Contrariamente a lo que muchos creyeron a principios de año, cuando la retirada obligada de los humanos de las actividades públicas por el coronavirus generó un espejismo de “revancha de la naturaleza”, las concentraciones atmosféricas de gases de efecto invernadero siguieron aumentando “comprometiendo al planeta a un mayor calentamiento durante muchas generaciones venideras debido a la larga vida del CO2 en la atmósfera”, según el informe.
El informe también destaca de qué manera los fenómenos climáticos de gran impacto (olas de calor extremo, incendios forestales, inundaciones o la temporada de huracanes sobre el océano Atlántico) se han multiplicado batiendo todos los récords. Un escenario que, destacó la OMM, afecta a millones de personas “agravando las amenazas para la salud y la seguridad humanas y la estabilidad económica”.
Desde esa organización estimaron que este año la temperatura media mundial será alrededor de 1,2 grados superior a los niveles preindustriales (1850-1900).
En Brasil, deforestación sin pausa
Los cambios en el uso del suelo, entre los cuales la deforestación es una de las acciones generadas por el ser humano más violentas y drásticas, es una de las principales causas que explican el calentamiento global.
Sudamérica padece de primera mano ese fenómeno, al ser una de las regiones del mundo designadas para “abastecer” materias primas al resto del planeta, muchas veces a costa de su propia salud ecológica.
Brasil, el quinto mayor emisor de gases de efecto invernadero del mundo, explica la mayoría de esas emisiones contaminantes por la deforestación relacionada con la expansión de la frontera agropecuaria.
Bajo la administración del líder de derecha Jair Bolsonaro el gigante sudamericano pulverizó sus propios récords de desmonte: la deforestación de la selva amazónica aumentó un 9,5% entre agosto de 2019 y julio de 2020 y alcanzó los 11.088 kilómetros cuadrados, en comparación con los 10.129 km² de los 12 meses anteriores.
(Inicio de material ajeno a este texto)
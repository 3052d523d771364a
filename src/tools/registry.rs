//! Host-facing tool descriptors.
//!
//! The registered tool set is the union of whatever the hook declares via
//! `discover` and a fixed set of built-ins. Every name is prefixed with
//! the hook's file stem, so swapping `evolve.py` for `persona.py` renames
//! the whole surface uniformly. Built-ins win name collisions: they are
//! the escape hatch that must survive a broken hook.

use std::collections::BTreeMap;

use serde::{Deserialize, Serialize};
use serde_json::{json, Value};

/// A tool as the hook declares it: parameter name → description.
#[derive(Debug, Clone, Serialize, Deserialize)]
pub struct ToolDefinition {
    pub name: String,
    #[serde(default)]
    pub description: String,
    #[serde(default)]
    pub parameters: BTreeMap<String, String>,
}

/// A tool as registered with the host, parameters as JSON Schema.
#[derive(Debug, Clone, Serialize)]
pub struct ToolSchema {
    pub name: String,
    pub description: String,
    pub parameters: Value,
}

/// Bare names of the built-in tools (without the stem prefix).
pub const BUILTIN_NAMES: &[&str] = &[
    "prompt_list",
    "prompt_read",
    "prompt_write",
    "prompt_patch",
    "hook_validate",
    "hook_read",
    "hook_write",
    "hook_patch",
];

/// Whether a bare tool name is one of the built-ins.
pub fn is_builtin(bare_name: &str) -> bool {
    BUILTIN_NAMES.contains(&bare_name)
}

/// Build the full registry for a hook stem: declared tools plus built-ins.
pub fn build(stem: &str, hook_tools: &[ToolDefinition]) -> Vec<ToolSchema> {
    let builtins = builtin_schemas(stem);
    let mut registry: Vec<ToolSchema> = hook_tools
        .iter()
        .map(|def| hook_tool_schema(stem, def))
        .filter(|schema| !builtins.iter().any(|b| b.name == schema.name))
        .collect();
    registry.extend(builtins);
    registry
}

/// Descriptor for one hook-declared tool.
pub fn hook_tool_schema(stem: &str, def: &ToolDefinition) -> ToolSchema {
    ToolSchema {
        name: format!("{stem}_{}", def.name),
        description: def.description.clone(),
        parameters: parameters_schema(
            def.parameters
                .iter()
                .map(|(name, desc)| (name.as_str(), desc.as_str())),
        ),
    }
}

/// Descriptors for the built-in tools.
///
/// These are registered even when the hook cannot execute its own
/// `discover`, so the agent can always repair itself through this path.
pub fn builtin_schemas(stem: &str) -> Vec<ToolSchema> {
    let name = "prompt filename (e.g. chat.md)";
    let old = "exact text to replace; must occur exactly once";
    let new = "replacement text";
    vec![
        builtin(stem, "prompt_list", "List prompt files under prompts/", &[]),
        builtin(stem, "prompt_read", "Read a prompt file", &[("name", name)]),
        builtin(
            stem,
            "prompt_write",
            "Replace a prompt file's content",
            &[("name", name), ("content", "full content for the file")],
        ),
        builtin(
            stem,
            "prompt_patch",
            "Apply a single find/replace to a prompt file",
            &[("name", name), ("old_string", old), ("new_string", new)],
        ),
        builtin(
            stem,
            "hook_validate",
            "Run the sandbox test suite against a candidate hook script",
            &[("content", "candidate hook script content")],
        ),
        builtin(stem, "hook_read", "Read the current hook script", &[]),
        builtin(
            stem,
            "hook_write",
            "Validate a candidate hook script and install it",
            &[("content", "full hook script content")],
        ),
        builtin(
            stem,
            "hook_patch",
            "Apply a single find/replace to the hook script, validating before install",
            &[("old_string", old), ("new_string", new)],
        ),
    ]
}

fn builtin(stem: &str, name: &str, description: &str, params: &[(&str, &str)]) -> ToolSchema {
    ToolSchema {
        name: format!("{stem}_{name}"),
        description: description.to_string(),
        parameters: parameters_schema(params.iter().copied()),
    }
}

/// JSON Schema for a parameter map. The hook protocol only carries a
/// description per parameter, so every parameter is a required string.
fn parameters_schema<'a>(params: impl Iterator<Item = (&'a str, &'a str)>) -> Value {
    let mut properties = serde_json::Map::new();
    let mut required = Vec::new();
    for (name, description) in params {
        properties.insert(
            name.to_string(),
            json!({ "type": "string", "description": description }),
        );
        required.push(Value::String(name.to_string()));
    }
    json!({
        "type": "object",
        "properties": properties,
        "required": required,
    })
}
Esta área degradada es la mayor en 12 años y equivale a 7,2 veces el tamaño de la ciudad de São Paulo.
Así lo estimaron desde el Prodes, el sistema gubernamental de vigilancia satelital operado por el Instituto Nacional de Investigaciones Espaciales (INPE).
Estas cifras confirman que la deforestación en el Amazonas interrumpe una secuencia de diez años en la que la deforestación había caído por debajo de los 10 mil km², según consignaron desde la ONG Periodistas Por el Planeta.